O que me lembro é que naquela altura eu sempre questionava a minha existência, acabado, humilhado, mas como voltar pra casa e ficar parado esperando as coisas melhorarem? Enquanto isso mais ratos continuavam a chegar, ratos de todas as cores e tamanhos caindo daqueles caminhões como as ondas do mar, o cheiro era perturbador, nem mil anos vão apagar o odor das minhas narinas. O mistério daqueles muros, o terror das covas, o mal estar dos campos que me causavam vertigem, cansado até pra chorar, lembrando do meu velho pai que já não via há tanto tempo, da forma brutal da qual foi afastado dos seus peixes, da rede e do mar, tentando organizar as ideias e entender como chegamos àquela situação, lembrava de todos os doentes que aguardam uma boa notícia e eram surpreendidos pelo último suspiro, observava meu próprio desmantelo e a dos poucos companheiros que me acompanhavam naquele serviço infernal. Sentindo o sabor amargo do não ser, não saber, não sentir.
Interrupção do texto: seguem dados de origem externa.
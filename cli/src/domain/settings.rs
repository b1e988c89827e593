//! Domain types and validators for piclaw's own settings.
//!
//! Pure functions only, no I/O, no async, no filesystem access. The YAML
//! file is optional; every field falls back to a Pi-friendly default.

use std::time::Duration;

use anyhow::Result;
use serde::{Deserialize, Serialize};

use crate::domain::error::SettingsError;

// ── Settings schema ──────────────────────────────────────────────────────────

/// Top-level settings stored in `~/.config/piclaw/settings.yaml`.
#[derive(Debug, Clone, Serialize, Deserialize, Default, PartialEq, Eq)]
#[serde(default)]
pub struct Settings {
    pub agent: AgentSettings,
    pub host: HostSettings,
    pub models: ModelSettings,
    pub browser: BrowserSettings,
    pub timeouts: TimeoutSettings,
}

/// The third-party agent being provisioned.
#[derive(Debug, Clone, Serialize, Deserialize, PartialEq, Eq)]
#[serde(default)]
pub struct AgentSettings {
    /// Executable name looked up on PATH.
    pub binary: String,
    /// npm package spec passed to `npm install -g`.
    pub npm_package: String,
    /// systemd unit name (without `.service`).
    pub unit_name: String,
    /// Config directory name under `$HOME`.
    pub config_dir_name: String,
    pub gateway_port: u16,
    /// Sandbox mode written into agent defaults.
    pub sandbox_mode: String,
}

impl Default for AgentSettings {
    fn default() -> Self {
        Self {
            binary: "openclaw".to_string(),
            npm_package: "openclaw@latest".to_string(),
            unit_name: "openclaw".to_string(),
            config_dir_name: ".openclaw".to_string(),
            gateway_port: 18789,
            sandbox_mode: "off".to_string(),
        }
    }
}

/// Host prerequisites.
#[derive(Debug, Clone, Serialize, Deserialize, PartialEq, Eq)]
#[serde(default)]
pub struct HostSettings {
    /// Tools that must be on PATH before anything else runs.
    pub required_tools: Vec<String>,
    /// apt packages that provide `required_tools`.
    pub packages: Vec<String>,
    /// Minimum Node.js major version.
    pub node_major_min: u64,
    /// Script that adds an apt source carrying a recent enough Node.js.
    /// `None` installs the distribution's own `nodejs` and `npm`.
    pub node_setup_url: Option<String>,
    /// Architectures accepted without `--allow-unsupported-arch`.
    pub supported_arch: Vec<String>,
    /// Shell rc file under `$HOME` that receives PATH and alias blocks.
    pub shell_rc: String,
}

impl Default for HostSettings {
    fn default() -> Self {
        Self {
            required_tools: vec!["git".to_string(), "curl".to_string()],
            packages: vec![
                "git".to_string(),
                "curl".to_string(),
                "ca-certificates".to_string(),
                "build-essential".to_string(),
            ],
            node_major_min: 22,
            node_setup_url: Some("https://deb.nodesource.com/setup_22.x".to_string()),
            supported_arch: vec!["aarch64".to_string()],
            shell_rc: ".bashrc".to_string(),
        }
    }
}

/// Local model runtime.
#[derive(Debug, Clone, Serialize, Deserialize, PartialEq, Eq)]
#[serde(default)]
pub struct ModelSettings {
    pub ollama_installer_url: String,
    /// Offered as the default answer when the operator opts into a local model.
    pub default_local_model: String,
    /// Optional small companion model pulled after the primary one.
    pub secondary_model: Option<String>,
}

impl Default for ModelSettings {
    fn default() -> Self {
        Self {
            ollama_installer_url: "https://ollama.com/install.sh".to_string(),
            default_local_model: "llama3.2:3b".to_string(),
            secondary_model: Some("nomic-embed-text".to_string()),
        }
    }
}

/// Headless browser used by the agent's browser tool.
#[derive(Debug, Clone, Serialize, Deserialize, PartialEq, Eq)]
#[serde(default)]
pub struct BrowserSettings {
    pub enabled: bool,
    pub package: String,
    pub executable: String,
}

impl Default for BrowserSettings {
    fn default() -> Self {
        Self {
            enabled: true,
            package: "chromium".to_string(),
            executable: "/usr/bin/chromium".to_string(),
        }
    }
}

/// Timeouts, in seconds, for external commands.
#[derive(Debug, Clone, Serialize, Deserialize, PartialEq, Eq)]
#[serde(default)]
pub struct TimeoutSettings {
    /// Quick probes (`command -v`, `id`, `node --version`).
    pub probe_secs: u64,
    /// Package installs and model pulls.
    pub install_secs: u64,
    /// The agent's own `doctor` command.
    pub doctor_secs: u64,
}

impl Default for TimeoutSettings {
    fn default() -> Self {
        Self {
            probe_secs: 30,
            install_secs: 1800,
            doctor_secs: 120,
        }
    }
}

impl TimeoutSettings {
    #[must_use]
    pub fn probe(&self) -> Duration {
        Duration::from_secs(self.probe_secs)
    }

    #[must_use]
    pub fn install(&self) -> Duration {
        Duration::from_secs(self.install_secs)
    }

    #[must_use]
    pub fn doctor(&self) -> Duration {
        Duration::from_secs(self.doctor_secs)
    }
}

// ── Validators ───────────────────────────────────────────────────────────────

impl Settings {
    /// Reject settings that would produce broken artifacts.
    ///
    /// # Errors
    ///
    /// Returns [`SettingsError::Invalid`] naming the first offending key.
    pub fn validate(&self) -> Result<()> {
        let invalid = |key: &str, reason: &str| -> anyhow::Error {
            SettingsError::Invalid {
                key: key.to_string(),
                reason: reason.to_string(),
            }
            .into()
        };
        if !is_plain_name(&self.agent.binary) {
            return Err(invalid("agent.binary", "must be a bare executable name"));
        }
        if !is_plain_name(&self.agent.unit_name) {
            return Err(invalid("agent.unit_name", "must be a bare unit name"));
        }
        if !is_plain_name(&self.agent.config_dir_name) {
            return Err(invalid("agent.config_dir_name", "must be a single path segment"));
        }
        if self.agent.gateway_port == 0 {
            return Err(invalid("agent.gateway_port", "must be non-zero"));
        }
        if self
            .host
            .node_setup_url
            .as_deref()
            .is_some_and(|url| !is_shell_safe_url(url))
        {
            return Err(invalid("host.node_setup_url", "must be a plain https:// URL"));
        }
        if !is_shell_safe_url(&self.models.ollama_installer_url) {
            return Err(invalid(
                "models.ollama_installer_url",
                "must be a plain https:// URL",
            ));
        }
        if !is_plain_name(&self.host.shell_rc) {
            return Err(invalid("host.shell_rc", "must be a file name under $HOME"));
        }
        if self.timeouts.probe_secs == 0
            || self.timeouts.install_secs == 0
            || self.timeouts.doctor_secs == 0
        {
            return Err(invalid("timeouts", "must be greater than zero"));
        }
        Ok(())
    }
}

fn is_plain_name(value: &str) -> bool {
    !value.is_empty()
        && value != "."
        && value != ".."
        && !value.contains('/')
        && !value.chars().any(char::is_whitespace)
}

/// Installer URLs are spliced into `sh -c`, so only a conservative
/// character set is accepted.
fn is_shell_safe_url(value: &str) -> bool {
    value.strip_prefix("https://").is_some_and(|rest| {
        !rest.is_empty()
            && rest
                .chars()
                .all(|c| c.is_ascii_alphanumeric() || "-._~/:%+=".contains(c))
    })
}

// ── Unit tests ───────────────────────────────────────────────────────────────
Hoje ainda me pergunto o que fazíamos antes de esperar? Quem nós éramos antes de chorar? Com qual poesia nos vestíamos? Andávamos descalços ou calçados? Corríamos vestidos ou pelados? Éramos adultos ou crianças? Bebíamos água ou cachaça? Contemplávamos a rua ou apenas olhávamos para o chão? Como era sentir o aroma das coisas? O pólen das flores? O cantar do galo? Como era apertar a mão? Sentíamos todos os poros ou apenas dávamos a cara a tapa? Qual música gostava mais de ouvir? Qual árvore subíamos primeiro? Em que praça nos encontrávamos? Será que era mais assim ou mais assado? Como era observar o movimento dos carros, das pessoas, dos cães? Qual era a sensação de abraçar um desconhecido? Pegar um galho no chão e quebrá-lo com os dedos? Mover uma pedrinha de lugar com um simples chute, sem nem perguntar se ela preferia estar ali? Porque não acordávamos de manhã e agradecíamos por ir trabalhar? Qual era a sensação de levantar de madrugada e perceber que ainda tinha mais duas horas pra dormir? Porque pegávamos ônibus lotados e deixávamos a vida fluir... como se fôssemos guiados por ela... como tudo tornou-se tão distante? Como chegamos até aqui? Qual o sentido de todas as coisas? Qual o sabor da imaginação? A força das palavras? O que será dos jovens amantes? Todo homem é sangue mas também é poesia... talvez tenhamos chegamos aqui pela nossa própria miséria, nosso desamor e mesquinhez. Tinha a nossa população se acostumado à situação? O surto tinha se tornado o poder do amor e da amizade, porque o amor exige futuro, para nós só haviam instantes, pequenos instantes.
EPÍLOGO
Tinha a nossa população se acostumado à situação? Sim, tinha se acostumado porque não havia outro modo, tinha a atitude da desgraça e do sofrimento porque não mais sentiam. O vírus não morre, nem desaparece nunca, pode ficar dezenas de anos adormecidas nos móveis, nas roupas, esperando pacientes nos baús, nos lenços, nas papeladas, mas hoje eu sei, depois de tanto tempo, que enquanto existir dentro dos homens, para desgraça e afogamento de todos, jamais haverá libertação!